In a statement to mark the World Mental Health Day, WHO Regional Director for Africa, Dr Matshidiso Moeti said more than 116 million people in Africa were already estimated to be living with mental health conditions pre-pandemic.
“Suicide rates remain particularly concerning, as are the exponential rates of alcohol use and abuse among adolescents as young as 13 years of age.
We need to urgently strengthen regulatory systems to close the gaps that allow such young people to easily access alcohol, contributing to heavy episodic drinking rates as high as 80% among teens from 15 to 19. The situation poses a serious threat to their education while setting the stage for a lifetime of alcohol abuse, and the associated risks of noncommunicable and other related diseases.
“Inadequate financing for mental health continues to be the biggest limitation, negatively impacting efforts to expand Africa’s mental health workforce. As things stand, there are fewer than two mental health workers for every 100 000 people, the majority of whom are psychiatric nurses and mental health nursing aids. With these scarce resources concentrated at large psychiatric institutions in urban areas, people at community and primary care levels are left critically underserved. For example, while two-thirds of Member States report having guidelines to integrate mental health into primary health care, fewer than 11% are providing pharmacological and/or psychological interventions at this level,” said Dr Moeti.

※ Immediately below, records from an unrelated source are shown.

//! Fatal harvest errors.
//!
//! Everything here stops the harvest for the affected source; recoverable
//! conditions (record without header or metadata) are logged and skipped at
//! the point of occurrence.

use std::path::PathBuf;

use metaline_core::FetchError;

#[derive(Debug)]
pub enum HarvestError {
    /// All HTTP retries exhausted.
    Transport(FetchError),
    /// Response stayed unparseable even after encoding repair.
    Malformed { errors: String, dump: PathBuf },
    /// Server-reported protocol error (tolerated `noRecordsMatch` excepted).
    Oai { code: String, message: String },
    /// The same resumption token kept coming back.
    StuckResumptionToken { token: String, seen: u32 },
    /// Configured response transform failed.
    Transform(anyhow::Error),
    /// A date that should be in OAI format was not.
    BadDate(String),
    /// Shutdown was requested mid-harvest.
    Cancelled,
    /// The record callback failed.
    Sink(anyhow::Error),
    /// The harvest-state store failed.
    State(anyhow::Error),
    /// Invalid per-source configuration.
    Config(String),
}

impl std::fmt::Display for HarvestError {
    fn fmt(&self, f: &mut std::fmt::Formatter<'_>) -> std::fmt::Result {
        match self {
            Self::Transport(e) => write!(f, "{e}"),
            Self::Malformed { errors, dump } => write!(
                f,
                "malformed OAI response ({errors}); raw payload written to {}",
                dump.display()
            ),
            Self::Oai { code, message } => write!(f, "OAI-PMH error {code}: {message}"),
            Self::StuckResumptionToken { token, seen } => write!(
                f,
                "resumption token {token:?} returned {seen} times in a row, aborting"
            ),
            Self::Transform(e) => write!(f, "response transform failed: {e}"),
            Self::BadDate(value) => write!(f, "cannot interpret date {value:?}"),
            Self::Cancelled => write!(f, "harvest cancelled"),
            Self::Sink(e) => write!(f, "record callback failed: {e}"),
            Self::State(e) => write!(f, "harvest state store failed: {e}"),
            Self::Config(msg) => write!(f, "invalid source configuration: {msg}"),
        }
    }
}

impl std::error::Error for HarvestError {}

impl From<FetchError> for HarvestError {
    fn from(e: FetchError) -> Self {
        Self::Transport(e)
    }
}
//! Flat multi-value documents, the shape the downstream indexer consumes.

use std::collections::BTreeMap;

use serde::{Deserialize, Serialize};

/// Field → ordered values map produced by record drivers and enrichment.
///
/// Values are not de-duplicated here; the indexer normalizes.
#[derive(Debug, Default, Clone, PartialEq, Serialize, Deserialize)]
#[serde(transparent)]
pub struct FlatDocument(BTreeMap<String, Vec<String>>);

impl FlatDocument {
    pub fn new() -> Self {
        Self::default()
    }

    pub fn append(&mut self, field: &str, value: impl Into<String>) {
        self.0.entry(field.to_string()).or_default().push(value.into());
    }

    pub fn values(&self, field: &str) -> &[String] {
        self.0.get(field).map_or(&[], Vec::as_slice)
    }

    pub fn fields(&self) -> impl Iterator<Item = (&str, &[String])> {
        self.0.iter().map(|(k, v)| (k.as_str(), v.as_slice()))
    }

    pub fn is_empty(&self) -> bool {
        self.0.is_empty()
    }
}

#[cfg(test)]
mod tests {
    use super::*;

    #[test]
    fn append_keeps_order_and_duplicates() {
        let mut doc = FlatDocument::new();
        doc.append("topic", "a");
        doc.append("topic", "b");
        doc.append("topic", "a");
        assert_eq!(doc.values("topic"), ["a", "b", "a"]);
    }

    #[test]
    fn missing_field_is_empty() {
        let doc = FlatDocument::new();
        assert!(doc.values("nope").is_empty());
    }

    #[test]
    fn serializes_as_plain_map() {
        let mut doc = FlatDocument::new();
        doc.append("title", "Atlas");
        let json = serde_json::to_string(&doc).unwrap();
        assert_eq!(json, r#"{"title":["Atlas"]}"#);
        let back: FlatDocument = serde_json::from_str(&json).unwrap();
        assert_eq!(back, doc);
    }
}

“On World Mental Health Day today, let us all commit to working together to deepen the value we afford to mental health, to reshape the environments that negatively impact mental health, and to strengthen the care systems to make mental health care accessible to all Africans,” he added.

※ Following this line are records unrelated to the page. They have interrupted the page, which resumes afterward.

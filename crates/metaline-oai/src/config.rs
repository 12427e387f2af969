//! Per-source harvest configuration.

use std::path::PathBuf;

use anyhow::{Result, ensure};
use serde::Deserialize;

/// Default bound on consecutive identical resumption tokens.
pub const DEFAULT_TOKEN_LIMIT: u32 = 100;

/// Date precision for `from`/`until` parameters.
#[derive(Debug, Clone, Copy, PartialEq, Eq, Default)]
pub enum GranularitySetting {
    /// Negotiate with the server's Identify response.
    #[default]
    Auto,
    /// `YYYY-MM-DD`
    Date,
    /// `YYYY-MM-DDThh:mm:ssZ`
    Seconds,
}

impl TryFrom<String> for GranularitySetting {
    type Error = String;

    fn try_from(value: String) -> Result<Self, Self::Error> {
        match value.as_str() {
            "" | "auto" => Ok(Self::Auto),
            "YYYY-MM-DD" => Ok(Self::Date),
            "YYYY-MM-DDThh:mm:ssZ" => Ok(Self::Seconds),
            other => Err(format!(
                "unknown date_granularity {other:?} (expected auto, YYYY-MM-DD or YYYY-MM-DDThh:mm:ssZ)"
            )),
        }
    }
}

impl<'de> Deserialize<'de> for GranularitySetting {
    fn deserialize<D>(deserializer: D) -> Result<Self, D::Error>
    where
        D: serde::Deserializer<'de>,
    {
        let raw = String::deserialize(deserializer)?;
        Self::try_from(raw).map_err(serde::de::Error::custom)
    }
}

/// Configuration of one harvested data source.
#[derive(Debug, Clone, Deserialize)]
#[serde(default)]
pub struct SourceConfig {
    /// OAI-PMH base URL.
    pub url: String,
    /// Optional set filter.
    pub set: Option<String>,
    /// Metadata prefix requested from the server.
    pub metadata_prefix: String,
    /// Prefix stripped from record identifiers.
    pub id_prefix: Option<String>,
    /// Ordered rewrite patterns, position-correlated with `id_replace`.
    pub id_search: Vec<String>,
    pub id_replace: Vec<String>,
    pub date_granularity: GranularitySetting,
    /// Append request/response traces to this path.
    pub debug_log: Option<PathBuf>,
    /// Identifier of a registered response transform.
    pub transformation: Option<String>,
    /// Tolerate `noRecordsMatch` on the initial request.
    pub ignore_no_records_match: bool,
    pub same_resumption_token_limit: u32,
    /// Start the harvest from this token instead of the first page.
    pub resumption_token: Option<String>,
    /// Fields whose vocabulary URIs are enriched downstream.
    pub enrich_fields: Vec<String>,
}

impl Default for SourceConfig {
    fn default() -> Self {
        Self {
            url: String::new(),
            set: None,
            metadata_prefix: "oai_dc".to_string(),
            id_prefix: None,
            id_search: Vec::new(),
            id_replace: Vec::new(),
            date_granularity: GranularitySetting::Auto,
            debug_log: None,
            transformation: None,
            ignore_no_records_match: false,
            same_resumption_token_limit: DEFAULT_TOKEN_LIMIT,
            resumption_token: None,
            enrich_fields: Vec::new(),
        }
    }
}

impl SourceConfig {
    pub fn validate(&self, name: &str) -> Result<()> {
        ensure!(!self.url.is_empty(), "source {name}: url is required");
        ensure!(
            self.id_search.len() == self.id_replace.len(),
            "source {name}: id_search and id_replace must pair up"
        );
        ensure!(
            self.same_resumption_token_limit >= 1,
            "source {name}: same_resumption_token_limit must be at least 1"
        );
        Ok(())
    }

    /// Configured resumption-token override, ignoring empty strings.
    pub fn resume_token(&self) -> Option<&str> {
        self.resumption_token.as_deref().filter(|t| !t.is_empty())
    }

    /// Configured transform id, ignoring empty strings.
    pub fn transformation(&self) -> Option<&str> {
        self.transformation.as_deref().filter(|t| !t.is_empty())
    }
}

#[cfg(test)]
mod tests {
    use super::*;

    #[test]
    fn granularity_parses_known_values() {
        assert_eq!(
            GranularitySetting::try_from("auto".to_string()),
            Ok(GranularitySetting::Auto)
        );
        assert_eq!(
            GranularitySetting::try_from("YYYY-MM-DD".to_string()),
            Ok(GranularitySetting::Date)
        );
        assert_eq!(
            GranularitySetting::try_from("YYYY-MM-DDThh:mm:ssZ".to_string()),
            Ok(GranularitySetting::Seconds)
        );
        assert!(GranularitySetting::try_from("hourly".to_string()).is_err());
    }

    #[test]
    fn source_from_toml() {
        let cfg: SourceConfig = toml::from_str(
            r#"
url = "https://repo.example.org/oai"
set = "books"
metadata_prefix = "marc21"
id_prefix = "oai:repo.example.org:"
id_search = ["/^x/"]
id_replace = ["y"]
date_granularity = "YYYY-MM-DD"
ignore_no_records_match = true
same_resumption_token_limit = 10
"#,
        )
        .unwrap();
        assert_eq!(cfg.metadata_prefix, "marc21");
        assert_eq!(cfg.set.as_deref(), Some("books"));
        assert_eq!(cfg.date_granularity, GranularitySetting::Date);
        assert!(cfg.ignore_no_records_match);
        assert_eq!(cfg.same_resumption_token_limit, 10);
        cfg.validate("test").unwrap();
    }

    #[test]
    fn validate_rejects_missing_url() {
        let cfg = SourceConfig::default();
        assert!(cfg.validate("test").is_err());
    }

    #[test]
    fn validate_rejects_unpaired_rules() {
        let mut cfg = SourceConfig::default();
        cfg.url = "https://example.org/oai".into();
        cfg.id_search = vec!["a".into()];
        assert!(cfg.validate("test").is_err());
    }

    #[test]
    fn empty_resume_token_is_none() {
        let mut cfg = SourceConfig::default();
        cfg.resumption_token = Some(String::new());
        assert_eq!(cfg.resume_token(), None);
        cfg.resumption_token = Some("t9".into());
        assert_eq!(cfg.resume_token(), Some("t9"));
    }
}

Kenya, Uganda, and Zimbabwe have been supported to complete mental health investment cases. These provide a valuable base from which to make the case for increased investment in this neglected aspect of our health systems.
Mental illnesses are among the leading causes of disability in young people with at least 20% having a known psychiatric condition globally. Scholars agree that one of the leading causes of disability in young people aged 10-19 is mental health disorders.
Suicide rates are highest in the age group 15-24, and this is the second leading cause of death after maternal issues. Mental health challenges affect learning as well as work and usually lead to alcohol and substance abuse. This then leads to reckless behavior leading to HIV and sexually transmitted infections which are high in this age group.